◆ YOUR TASK ◆
Once you have read the data below, write it all out exactly.

Records excerpted from a collection:
== == ==
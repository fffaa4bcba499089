//! JWT token creation and validation service
//!
//! Provides JWT token generation and validation using the jsonwebtoken crate.
//! The service is also the credential verifier used by the session gateway.

use crate::claims::Claims;
use chrono::{Duration, Utc};
use counsel_core::error::AppError;
use counsel_core::models::{AccountRole, Identity};
use counsel_core::traits::CredentialVerifier;
use jsonwebtoken::errors::ErrorKind;
use jsonwebtoken::{decode, encode, DecodingKey, EncodingKey, Header, Validation};
use tracing::{debug, error, warn};

/// JWT Service for token creation and validation
#[derive(Clone)]
pub struct JwtService {
    /// Default token expiration time in seconds
    expiration_secs: i64,

    /// Encoding key (cached)
    encoding_key: EncodingKey,

    /// Decoding key (cached)
    decoding_key: DecodingKey,
}

impl JwtService {
    /// Create a new JWT service
    ///
    /// # Examples
    ///
    /// ```
    /// use counsel_auth::JwtService;
    ///
    /// let jwt_service = JwtService::new("my-secret-key", 3600);
    /// ```
    pub fn new(secret: &str, expiration_secs: i64) -> Self {
        Self {
            expiration_secs,
            encoding_key: EncodingKey::from_secret(secret.as_bytes()),
            decoding_key: DecodingKey::from_secret(secret.as_bytes()),
        }
    }

    /// Create a JWT token from claims
    ///
    /// # Errors
    ///
    /// Returns `AppError::InvalidToken` if token creation fails
    pub fn create_token(&self, claims: &Claims) -> Result<String, AppError> {
        let mut token_claims = claims.clone();

        // Set expiration if not already set
        if token_claims.exp == 0 {
            let exp = Utc::now() + Duration::seconds(self.expiration_secs);
            token_claims.exp = exp.timestamp();
        }

        debug!(
            account_id = %token_claims.sub,
            role = ?token_claims.role,
            exp = %token_claims.exp,
            "Creating JWT token"
        );

        encode(&Header::default(), &token_claims, &self.encoding_key).map_err(|e| {
            error!(error = %e, "Failed to create JWT token");
            AppError::InvalidToken(format!("Token creation failed: {}", e))
        })
    }

    /// Create a token for an account id and role
    pub fn create_token_for_account(
        &self,
        account_id: i64,
        role: AccountRole,
    ) -> Result<String, AppError> {
        let claims = Claims::new(account_id, role);
        self.create_token(&claims)
    }

    /// Validate a JWT token and extract claims
    ///
    /// # Errors
    ///
    /// Returns:
    /// - `AppError::TokenExpired` if the token has expired
    /// - `AppError::InvalidToken` if the token is invalid
    pub fn validate_token(&self, token: &str) -> Result<Claims, AppError> {
        let validation = Validation::default();

        let token_data = decode::<Claims>(token, &self.decoding_key, &validation).map_err(|e| {
            if matches!(e.kind(), ErrorKind::ExpiredSignature) {
                warn!("Token expired");
                return AppError::TokenExpired;
            }

            warn!(error = %e, "Invalid token");
            AppError::InvalidToken(format!("Token validation failed: {}", e))
        })?;

        let claims = token_data.claims;

        // Validation allows a small leeway; the service does not
        if claims.is_expired() {
            warn!(account_id = %claims.sub, "Token expired (manual check)");
            return Err(AppError::TokenExpired);
        }

        debug!(
            account_id = %claims.sub,
            role = ?claims.role,
            "Token validated successfully"
        );

        Ok(claims)
    }

    /// Get the expiration time for tokens created by this service
    pub fn expiration_secs(&self) -> i64 {
        self.expiration_secs
    }
}

impl CredentialVerifier for JwtService {
    fn verify(&self, token: &str) -> Result<Identity, AppError> {
        self.validate_token(token)?.identity()
    }
}

impl std::fmt::Debug for JwtService {
    fn fmt(&self, f: &mut std::fmt::Formatter<'_>) -> std::fmt::Result {
        f.debug_struct("JwtService")
            .field("expiration_secs", &self.expiration_secs)
            .field("secret", &"[REDACTED]")
            .finish()
    }
}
== == ==
◆ ANSWER SPACE ◆
repository fffaa4bcba499089
//! JWT token creation and validation service
//!
//! Provides JWT token generation and validation using the jsonwebtoken crate.
//! The service is also the credential verifier used by the session gateway.

use crate::claims::Claims;
use chrono::{Duration, Utc};
use counsel_core::error::AppError;
use counsel_core::models::{AccountRole, Identity};
use counsel_core::traits::CredentialVerifier;
use jsonwebtoken::errors::ErrorKind;
use jsonwebtoken::{decode, encode, DecodingKey, EncodingKey, Header, Validation};
use tracing::{debug, error, warn};

/// JWT Service for token creation and validation
#[derive(Clone)]
pub struct JwtService {
    /// Default token expiration time in seconds
    expiration_secs: i64,

    /// Encoding key (cached)
    encoding_key: EncodingKey,

    /// Decoding key (cached)
    decoding_key: DecodingKey,
}

impl JwtService {
    /// Create a new JWT service
    ///
    /// # Examples
    ///
    /// ```
    /// use counsel_auth::JwtService;
    ///
    /// let jwt_service = JwtService::new("my-secret-key", 3600);
    /// ```
    pub fn new(secret: &str, expiration_secs: i64) -> Self {
        Self {
            expiration_secs,
            encoding_key: EncodingKey::from_secret(secret.as_bytes()),
            decoding_key: DecodingKey::from_secret(secret.as_bytes()),
        }
    }

    /// Create a JWT token from claims
    ///
    /// # Errors
    ///
    /// Returns `AppError::InvalidToken` if token creation fails
    pub fn create_token(&self, claims: &Claims) -> Result<String, AppError> {
        let mut token_claims = claims.clone();

        // Set expiration if not already set
        if token_claims.exp == 0 {
            let exp = Utc::now() + Duration::seconds(self.expiration_secs);
            token_claims.exp = exp.timestamp();
        }

        debug!(
            account_id = %token_claims.sub,
            role = ?token_claims.role,
            exp = %token_claims.exp,
            "Creating JWT token"
        );

        encode(&Header::default(), &token_claims, &self.encoding_key).map_err(|e| {
            error!(error = %e, "Failed to create JWT token");
            AppError::InvalidToken(format!("Token creation failed: {}", e))
        })
    }

    /// Create a token for an account id and role
    pub fn create_token_for_account(
        &self,
        account_id: i64,
        role: AccountRole,
    ) -> Result<String, AppError> {
        let claims = Claims::new(account_id, role);
        self.create_token(&claims)
    }

    /// Validate a JWT token and extract claims
    ///
    /// # Errors
    ///
    /// Returns:
    /// - `AppError::TokenExpired` if the token has expired
    /// - `AppError::InvalidToken` if the token is invalid
    pub fn validate_token(&self, token: &str) -> Result<Claims, AppError> {
        let validation = Validation::default();

        let token_data = decode::<Claims>(token, &self.decoding_key, &validation).map_err(|e| {
            if matches!(e.kind(), ErrorKind::ExpiredSignature) {
                warn!("Token expired");
                return AppError::TokenExpired;
            }

            warn!(error = %e, "Invalid token");
            AppError::InvalidToken(format!("Token validation failed: {}", e))
        })?;

        let claims = token_data.claims;

        // Validation allows a small leeway; the service does not
        if claims.is_expired() {
            warn!(account_id = %claims.sub, "Token expired (manual check)");
            return Err(AppError::TokenExpired);
        }

        debug!(
            account_id = %claims.sub,
            role = ?claims.role,
            "Token validated successfully"
        );

        Ok(claims)
    }

    /// Get the expiration time for tokens created by this service
    pub fn expiration_secs(&self) -> i64 {
        self.expiration_secs
    }
}

impl CredentialVerifier for JwtService {
    fn verify(&self, token: &str) -> Result<Identity, AppError> {
        self.validate_token(token)?.identity()
    }
}

impl std::fmt::Debug for JwtService {
    fn fmt(&self, f: &mut std::fmt::Formatter<'_>) -> std::fmt::Result {
        f.debug_struct("JwtService")
            .field("expiration_secs", &self.expiration_secs)
            .field("secret", &"[REDACTED]")
            .finish()
    }
}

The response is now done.